**What to do:** Lines from the material below that hold the string "about" are what is needed; copy each of them.

**Records for the exercise:**

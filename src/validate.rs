//! Session validation
//!
//! Offline diagnostics about the artifact, then a lightweight authenticated
//! call to decide valid vs expired. Network errors other than authorization
//! failures are surfaced as errors, not as "invalid".

use std::path::Path;
use std::time::SystemTime;

use crate::client;
use crate::config::ApiCredentials;
use crate::formats::{self, SessionFormat};
use crate::session::SessionRecord;
use crate::{Error, Result};

/// Offline facts about a session artifact
#[derive(Debug)]
pub struct ArtifactInfo {
    pub format: SessionFormat,
    pub size: Option<u64>,
    pub modified: Option<SystemTime>,
}

/// Outcome of the online check
#[derive(Debug)]
pub enum SessionStatus {
    /// The session authorizes; account details attached
    Valid(AccountInfo),
    /// The server no longer accepts the key
    Invalid,
}

/// Account details fetched from a valid session
#[derive(Debug)]
pub struct AccountInfo {
    pub id: i64,
    pub full_name: String,
    pub username: Option<String>,
    pub phone: Option<String>,
}

/// Classify an artifact and report file facts without touching the network
pub fn inspect(input: &str) -> Result<ArtifactInfo> {
    let format = formats::detect_format(input)?;

    let (size, modified) = match Path::new(input).metadata() {
        Ok(meta) => (Some(meta.len()), meta.modified().ok()),
        Err(_) => (None, None),
    };

    Ok(ArtifactInfo {
        format,
        size,
        modified,
    })
}

/// Check a session against the live network
pub async fn check(record: &SessionRecord, creds: &ApiCredentials) -> Result<SessionStatus> {
    let client = client::connect(record, creds).await?;

    if !client.is_authorized().await.map_err(Error::telegram)? {
        tracing::info!(dc_id = record.dc_id, "session key is not authorized");
        return Ok(SessionStatus::Invalid);
    }

    let me = client.get_me().await.map_err(Error::telegram)?;
    Ok(SessionStatus::Valid(AccountInfo {
        id: me.id(),
        full_name: me.full_name(),
        username: me.username().map(str::to_string),
        phone: me.phone().map(str::to_string),
    }))
}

**Exercise result:**
//! Offline diagnostics about the artifact, then a lightweight authenticated
/// Offline facts about a session artifact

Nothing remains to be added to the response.